§ Activity: Could you copy out all the lines in the material below where the word "https" occurs?

§ Source data:
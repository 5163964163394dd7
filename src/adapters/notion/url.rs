//! Notion page URL parsing
//!
//! Notion shares pages under a handful of URL shapes; the page id is a 32
//! character hex string that may appear as a `?p=` query parameter, a bare
//! path segment, or a (possibly dashed) suffix after the page title.

use crate::error::{AppError, Result};
use regex::Regex;

/// Extract the page id from a Notion page URL, normalized to the dashed
/// UUID form the API expects.
///
/// Recognized shapes:
/// - `https://www.notion.so/Page-Title-{id}?p={id}&pm=c` (query parameter)
/// - `https://www.notion.so/{id}` (bare path segment)
/// - `https://www.notion.so/Page-Title-{id}` (title suffix, dashed or not)
pub fn extract_page_id(url: &str) -> Result<String> {
    let patterns = [
        // URL with ?p= parameter
        r"[?&]p=([a-f0-9]{32})",
        // URL with page ID as its own path segment
        r"/([a-f0-9]{32})(?:\?|$)",
        // URL with page ID appended to the title, dashes optional
        r"-([a-f0-9]{8}-?[a-f0-9]{4}-?[a-f0-9]{4}-?[a-f0-9]{4}-?[a-f0-9]{12})(?:\?|$)",
    ];

    for pattern in patterns {
        let re = Regex::new(pattern).expect("static pattern");
        if let Some(captures) = re.captures(url) {
            let raw = captures[1].replace('-', "");
            return Ok(format_page_id(&raw));
        }
    }

    Err(AppError::UrlParse(url.to_string()))
}

/// Insert dashes at the UUID positions the Notion API expects
fn format_page_id(hex: &str) -> String {
    format!(
        "{}-{}-{}-{}-{}",
        &hex[..8],
        &hex[8..12],
        &hex[12..16],
        &hex[16..20],
        &hex[20..]
    )
}
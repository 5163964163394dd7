//! Notion REST client
//!
//! Implements the PageStorePort against the Notion API: page fetch with
//! rich-text property discovery, cursor-paginated database queries for the
//! people/projects reference databases, and the single append-style page
//! update. Notion property payloads are schema-dependent, so responses are
//! navigated as JSON values rather than fixed wire structs.

use crate::domain::compose::ensure_within_limit;
use crate::domain::models::{EntityKind, ReferenceEntity};
use crate::error::{AppError, Result};
use crate::ports::pages::{PageBody, PageStorePort};
use async_trait::async_trait;
use reqwest::Client;
use serde_json::{json, Value};
use std::time::Duration;

const NOTION_API_BASE: &str = "https://api.notion.com/v1";
const NOTION_API_VERSION: &str = "2022-06-28";

/// Notion caps one rich_text text-content object at this many characters
const RICH_TEXT_CONTENT_LIMIT: usize = 2000;

/// Property names databases commonly use for their title column, probed in
/// order when extracting an entity's canonical name.
const TITLE_PROPERTY_CANDIDATES: [&str; 4] = ["Name", "Title", "Project Name", "Project"];

/// Notion API client
pub struct NotionClient {
    client: Client,
    token: String,
}

impl NotionClient {
    /// Create a new client with the given integration token
    pub fn new(token: String) -> Self {
        let client = Client::builder()
            .timeout(Duration::from_secs(120))
            .build()
            .expect("Failed to create HTTP client");

        Self { client, token }
    }

    async fn get_json(&self, url: &str) -> Result<Value> {
        let response = self
            .client
            .get(url)
            .header("Authorization", format!("Bearer {}", self.token))
            .header("Notion-Version", NOTION_API_VERSION)
            .send()
            .await
            .map_err(|e| AppError::Notion(format!("Request failed: {}", e)))?;

        Self::json_or_error(response).await
    }

    async fn send_json(&self, request: reqwest::RequestBuilder, body: &Value) -> Result<Value> {
        let response = request
            .header("Authorization", format!("Bearer {}", self.token))
            .header("Notion-Version", NOTION_API_VERSION)
            .header("Content-Type", "application/json")
            .json(body)
            .send()
            .await
            .map_err(|e| AppError::Notion(format!("Request failed: {}", e)))?;

        Self::json_or_error(response).await
    }

    async fn json_or_error(response: reqwest::Response) -> Result<Value> {
        if !response.status().is_success() {
            let status = response.status();
            let error_text = response.text().await.unwrap_or_default();
            return Err(AppError::Notion(format!("{}: {}", status, error_text)));
        }
        response
            .json()
            .await
            .map_err(|e| AppError::Notion(format!("Failed to parse response: {}", e)))
    }
}

#[async_trait]
impl PageStorePort for NotionClient {
    async fn fetch_page_body(&self, page_id: &str) -> Result<PageBody> {
        let page = self
            .get_json(&format!("{}/pages/{}", NOTION_API_BASE, page_id))
            .await?;

        find_rich_text_property(&page).ok_or_else(|| {
            AppError::Notion(format!(
                "Page {} has no rich text property to append to",
                page_id
            ))
        })
    }

    async fn list_entities(
        &self,
        database_id: &str,
        kind: EntityKind,
    ) -> Result<Vec<ReferenceEntity>> {
        let url = format!("{}/databases/{}/query", NOTION_API_BASE, database_id);
        let mut entities = Vec::new();
        let mut start_cursor: Option<String> = None;

        loop {
            let body = match &start_cursor {
                Some(cursor) => json!({ "start_cursor": cursor }),
                None => json!({}),
            };
            let result = self.send_json(self.client.post(&url), &body).await?;

            if let Some(results) = result.get("results").and_then(Value::as_array) {
                entities.extend(results.iter().filter_map(|record| entity_from_record(record, kind)));
            }

            let has_more = result
                .get("has_more")
                .and_then(Value::as_bool)
                .unwrap_or(false);
            start_cursor = result
                .get("next_cursor")
                .and_then(Value::as_str)
                .map(str::to_string);
            if !has_more || start_cursor.is_none() {
                break;
            }
        }

        log::info!(
            "Loaded {} {} records from database {}",
            entities.len(),
            kind,
            database_id
        );
        Ok(entities)
    }

    async fn update_page_body(&self, page_id: &str, property: &str, body: &str) -> Result<()> {
        ensure_within_limit(body, self.body_limit())?;

        // property names are schema-defined, so the payload key is dynamic
        let mut properties = serde_json::Map::new();
        properties.insert(
            property.to_string(),
            json!({ "rich_text": [ { "text": { "content": body } } ] }),
        );
        let update = json!({ "properties": properties });

        let url = format!("{}/pages/{}", NOTION_API_BASE, page_id);
        self.send_json(self.client.patch(&url), &update).await?;

        log::info!("Updated page {} ({} characters)", page_id, body.chars().count());
        Ok(())
    }

    fn body_limit(&self) -> usize {
        RICH_TEXT_CONTENT_LIMIT
    }
}

/// Find the first rich_text property on a page and concatenate its text runs
fn find_rich_text_property(page: &Value) -> Option<PageBody> {
    let properties = page.get("properties")?.as_object()?;
    for (name, prop) in properties {
        if prop.get("type").and_then(Value::as_str) == Some("rich_text") {
            let content = prop
                .get("rich_text")
                .and_then(Value::as_array)
                .map(|runs| {
                    runs.iter()
                        .filter_map(|run| {
                            run.get("text")
                                .and_then(|t| t.get("content"))
                                .and_then(Value::as_str)
                        })
                        .collect::<String>()
                })
                .unwrap_or_default();
            return Some(PageBody {
                property: name.clone(),
                content,
            });
        }
    }
    None
}

/// Build a ReferenceEntity from one database query record. Records without
/// a usable title property are skipped.
fn entity_from_record(record: &Value, kind: EntityKind) -> Option<ReferenceEntity> {
    let id = record.get("id")?.as_str()?.to_string();
    let name = extract_title(record)?;
    let entity = ReferenceEntity::new(id, name, kind);
    Some(match kind {
        EntityKind::Project => {
            let aliases = vec![
                format!("{} project", entity.name),
                format!("the {} project", entity.name),
            ];
            entity.with_aliases(aliases)
        }
        EntityKind::Person => entity,
    })
}

/// Probe the common title property names and pull the first text run
fn extract_title(record: &Value) -> Option<String> {
    let properties = record.get("properties")?.as_object()?;
    for candidate in TITLE_PROPERTY_CANDIDATES {
        if let Some(title) = properties
            .get(candidate)
            .and_then(|prop| prop.get("title"))
            .and_then(Value::as_array)
            .and_then(|runs| runs.first())
            .and_then(|run| run.get("text"))
            .and_then(|t| t.get("content"))
            .and_then(Value::as_str)
        {
            if !title.trim().is_empty() {
                return Some(title.to_string());
            }
        }
    }
    None
}
use sea_orm::entity::prelude::*;

/// One order document. `customer`, `items` and `payment` are stored as JSON.
#[derive(Clone, Debug, PartialEq, DeriveEntityModel)]
#[sea_orm(table_name = "orders")]
pub struct Model {
    #[sea_orm(primary_key, auto_increment = false)]
    pub id: Uuid,
    pub order_id: i64,
    pub date: String,
    pub customer: Json,
    pub items: Json,
    #[sea_orm(column_type = "Decimal(Some((12, 2)))")]
    pub total: Decimal,
    pub payment: Json,
    pub created_at: DateTimeWithTimeZone,
}

#[derive(Copy, Clone, Debug, EnumIter, DeriveRelation)]
pub enum Relation {}

impl ActiveModelBehavior for ActiveModel {}
use argon2::{
    Argon2, PasswordHasher,
    password_hash::{PasswordHash, PasswordVerifier, SaltString},
};
use password_hash::rand_core::OsRng;

use crate::{
    audit::log_audit,
    dto::auth::{LoginRequest, LoginResponse},
    error::{AppError, AppResult},
    repository::StorefrontRepository,
};

/// Signs a user in, registering the email on first sight.
pub async fn login_user(
    repo: &dyn StorefrontRepository,
    payload: LoginRequest,
) -> AppResult<LoginResponse> {
    let LoginRequest { email, password } = payload;
    let email = email.trim().to_string();
    if email.is_empty() || password.is_empty() {
        return Err(AppError::BadRequest(
            "email and password are required".to_string(),
        ));
    }

    let (user, action) = match repo.find_user_by_email(&email).await? {
        Some(user) => {
            let parsed_hash = PasswordHash::new(&user.password_hash)
                .map_err(|_| AppError::Internal(anyhow::anyhow!("Invalid password hash")))?;
            if Argon2::default()
                .verify_password(password.as_bytes(), &parsed_hash)
                .is_err()
            {
                return Err(AppError::InvalidCredentials);
            }
            (user, "user_login")
        }
        None => {
            let password_hash = hash_password(&password)?;
            (repo.insert_user(&email, &password_hash).await?, "user_register")
        }
    };

    if let Err(err) = log_audit(
        repo,
        Some(user.id),
        action,
        Some("users"),
        Some(serde_json::json!({ "user_id": user.id })),
    )
    .await
    {
        tracing::warn!(error = %err, "audit log failed");
    }

    Ok(LoginResponse::accepted(user.email))
}

fn hash_password(password: &str) -> AppResult<String> {
    let salt = SaltString::generate(&mut OsRng);
    let hash = Argon2::default()
        .hash_password(password.as_bytes(), &salt)
        .map_err(|e| AppError::Internal(anyhow::anyhow!(e.to_string())))?
        .to_string();
    Ok(hash)
}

§ Written answer:
/// - `https://www.notion.so/Page-Title-{id}?p={id}&pm=c` (query parameter)
/// - `https://www.notion.so/{id}` (bare path segment)
/// - `https://www.notion.so/Page-Title-{id}` (title suffix, dashed or not)
const NOTION_API_BASE: &str = "https://api.notion.com/v1";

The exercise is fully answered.